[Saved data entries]
####################
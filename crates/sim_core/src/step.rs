//! One simulation tick for a single pawn.
//!
//! The server runs this per player per network tick; the owning client runs
//! the identical code for prediction. Abilities share the pawn velocity as
//! their sole mutation target and at most one writes it per tick; the
//! exclusivity comes from the trigger/preemption rules here, not a lock.

use crate::abilities::{Abilities, AbilityKind, Phase};
use crate::collision::CollisionQuery;
use crate::input::InputSample;
use crate::movement;
use crate::pawn::Pawn;
use data_runtime::configs::abilities::AbilitiesCfg;
use data_runtime::configs::movement::MovementCfg;
use glam::{Vec2, Vec3};

const SKIN: f32 = 0.02;
const GROUND_EPS: f32 = 0.05;

/// Tuning handed to the step; both sides must use identical values.
#[derive(Clone, Copy)]
pub struct SimCfg<'a> {
    pub movement: &'a MovementCfg,
    pub abilities: &'a AbilitiesCfg,
}

/// Facts about the tick the embedding layer cares about.
#[derive(Debug, Clone, Copy, Default, PartialEq)]
pub struct StepOutput {
    pub jumped: bool,
    pub landed: bool,
    pub ceiling: bool,
}

#[derive(Default)]
struct MoveFlags {
    ceiling: bool,
}

/// Advance one pawn by `dt`.
pub fn simulate(
    pawn: &mut Pawn,
    ab: &mut Abilities,
    input: &InputSample,
    cfg: &SimCfg,
    world: &dyn CollisionQuery,
    dt: f32,
) -> StepOutput {
    let mut out = StepOutput::default();
    let was_grounded = pawn.grounded;
    pawn.crouching = input.crouch;

    // Trigger attempts. A successful start preempts the active ability;
    // grapple alone is refused outright during a swing (swing precedence).
    if input.swing && ab.swing.phase == Phase::Idle {
        let started = ab.swing.try_trigger(&cfg.abilities.swing, pawn, input.look, world);
        if started {
            ab.grapple.cancel(&cfg.abilities.grapple);
            ab.dash.cancel(&cfg.abilities.dash);
            ab.mantle.cancel(pawn);
        }
    }
    if !input.swing && ab.swing.phase == Phase::Active {
        ab.swing.release();
    }
    if input.grapple {
        let swinging = ab.swing.phase == Phase::Active;
        let started = ab
            .grapple
            .try_trigger(&cfg.abilities.grapple, pawn, input.look, world, swinging);
        if started {
            ab.dash.cancel(&cfg.abilities.dash);
            ab.mantle.cancel(pawn);
        }
    }
    if input.dash {
        let started = ab
            .dash
            .try_trigger(&cfg.abilities.dash, input.mov, pawn.yaw, pawn.grounded, pawn);
        if started {
            ab.grapple.cancel(&cfg.abilities.grapple);
            ab.swing.release();
            ab.mantle.cancel(pawn);
        }
    }
    // Mantle arms itself: airborne, pushing forward, qualifying ledge ahead.
    if ab.active_kind().is_none() && input.mov.y > 0.0 {
        let _ = ab.mantle.try_trigger(&cfg.abilities.mantle, pawn, world);
    }

    let mut grapple_ticked = false;
    match ab.active_kind() {
        Some(AbilityKind::Mantle) => {
            // Scripted motion: no gravity, no collision.
            ab.mantle.tick(&cfg.abilities.mantle, pawn, dt);
        }
        Some(AbilityKind::Swing) => {
            // Pendulum integrates the pawn itself under the rope constraint.
            ab.swing.tick(
                &cfg.abilities.swing,
                pawn,
                world,
                cfg.movement.gravity_eff(),
                dt,
            );
        }
        Some(AbilityKind::Grapple) => {
            ab.grapple.tick(&cfg.abilities.grapple, pawn, world, dt);
            grapple_ticked = true;
            let flags = move_pawn(pawn, world, dt);
            out.ceiling = flags.ceiling;
            // Contact cancels: ceiling, landing, jump pad.
            if flags.ceiling
                || pawn.grounded
                || world.jump_pad_at(pawn.pos, pawn.radius).is_some()
            {
                ab.grapple.cancel(&cfg.abilities.grapple);
            }
        }
        _ => {
            // Normal movement; an active dash only shields its boosted
            // velocity from the ground friction/acceleration pass.
            let wish = movement::wish_dir(input.mov, pawn.yaw);
            if pawn.grounded && input.jump {
                let height = world
                    .jump_pad_at(pawn.pos, pawn.radius)
                    .unwrap_or(cfg.movement.jump_height);
                pawn.vel_v = movement::jump_speed(cfg.movement, height);
                pawn.grounded = false;
                out.jumped = true;
            }
            if ab.dash.phase != Phase::Active {
                let target = movement::max_speed(cfg.movement, input.sprint, input.crouch);
                pawn.vel_h = if pawn.grounded {
                    movement::ground_step(cfg.movement, pawn.vel_h, wish, target, dt)
                } else {
                    movement::air_step(cfg.movement, pawn.vel_h, wish, dt)
                };
            }
            if !out.jumped {
                pawn.vel_v = movement::vertical_step(cfg.movement, pawn.vel_v, pawn.grounded, dt);
            }
            let flags = move_pawn(pawn, world, dt);
            out.ceiling = flags.ceiling;
        }
    }

    out.landed = !was_grounded && pawn.grounded;
    // Dash timers run every tick; landing also releases a deferred cooldown.
    ab.dash.tick(&cfg.abilities.dash, pawn.grounded, dt);
    if !grapple_ticked {
        // Cooldown drain for ticks where the grapple step did not run.
        ab.grapple.tick(&cfg.abilities.grapple, pawn, world, dt);
    }
    out
}

/// Direct-velocity collision move: slide on walls, clamp at ceilings,
/// settle on the highest support below.
fn move_pawn(pawn: &mut Pawn, world: &dyn CollisionQuery, dt: f32) -> MoveFlags {
    let mut flags = MoveFlags::default();
    let h = Vec3::new(pawn.vel_h.x, 0.0, pawn.vel_h.y);
    let hspeed = h.length();
    if hspeed > 1e-6 {
        let dir = h / hspeed;
        let travel = hspeed * dt;
        if let Some(hit) = world.sweep(pawn.center(), dir, pawn.radius, travel + SKIN) {
            let allowed = (hit.dist - SKIN).clamp(0.0, travel);
            pawn.pos += dir * allowed;
            let n = Vec2::new(hit.normal.x, hit.normal.z);
            let into = pawn.vel_h.dot(n);
            if into < 0.0 {
                pawn.vel_h -= n * into;
            }
        } else {
            pawn.pos += dir * travel;
        }
    }
    let start_y = pawn.pos.y;
    if pawn.vel_v > 0.0 {
        let up = pawn.vel_v * dt;
        let head = pawn.pos + Vec3::new(0.0, pawn.height, 0.0);
        if let Some(hit) = world.sweep(head, Vec3::Y, pawn.radius, up + SKIN) {
            pawn.pos.y += (hit.dist - SKIN).max(0.0);
            pawn.vel_v = 0.0;
            flags.ceiling = true;
        } else {
            pawn.pos.y += up;
        }
        pawn.grounded = false;
    } else {
        pawn.pos.y += pawn.vel_v * dt;
        let support = world.ground_height(pawn.pos, pawn.radius, start_y + GROUND_EPS);
        if pawn.pos.y <= support + GROUND_EPS {
            pawn.pos.y = support;
            pawn.grounded = true;
        } else {
            pawn.grounded = false;
        }
    }
    flags
}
####################
* TASK TO CARRY OUT *
Only those lines of the entries above that run from the line containing "gravity, no collision." to the line containing "out.landed = !was_grounded", both included, should be transcribed exactly.

* ANSWER SPACE *
            // Scripted motion: no gravity, no collision.
            ab.mantle.tick(&cfg.abilities.mantle, pawn, dt);
        }
        Some(AbilityKind::Swing) => {
            // Pendulum integrates the pawn itself under the rope constraint.
            ab.swing.tick(
                &cfg.abilities.swing,
                pawn,
                world,
                cfg.movement.gravity_eff(),
                dt,
            );
        }
        Some(AbilityKind::Grapple) => {
            ab.grapple.tick(&cfg.abilities.grapple, pawn, world, dt);
            grapple_ticked = true;
            let flags = move_pawn(pawn, world, dt);
            out.ceiling = flags.ceiling;
            // Contact cancels: ceiling, landing, jump pad.
            if flags.ceiling
                || pawn.grounded
                || world.jump_pad_at(pawn.pos, pawn.radius).is_some()
            {
                ab.grapple.cancel(&cfg.abilities.grapple);
            }
        }
        _ => {
            // Normal movement; an active dash only shields its boosted
            // velocity from the ground friction/acceleration pass.
            let wish = movement::wish_dir(input.mov, pawn.yaw);
            if pawn.grounded && input.jump {
                let height = world
                    .jump_pad_at(pawn.pos, pawn.radius)
                    .unwrap_or(cfg.movement.jump_height);
                pawn.vel_v = movement::jump_speed(cfg.movement, height);
                pawn.grounded = false;
                out.jumped = true;
            }
            if ab.dash.phase != Phase::Active {
                let target = movement::max_speed(cfg.movement, input.sprint, input.crouch);
                pawn.vel_h = if pawn.grounded {
                    movement::ground_step(cfg.movement, pawn.vel_h, wish, target, dt)
                } else {
                    movement::air_step(cfg.movement, pawn.vel_h, wish, dt)
                };
            }
            if !out.jumped {
                pawn.vel_v = movement::vertical_step(cfg.movement, pawn.vel_v, pawn.grounded, dt);
            }
            let flags = move_pawn(pawn, world, dt);
            out.ceiling = flags.ceiling;
        }
    }

    out.landed = !was_grounded && pawn.grounded;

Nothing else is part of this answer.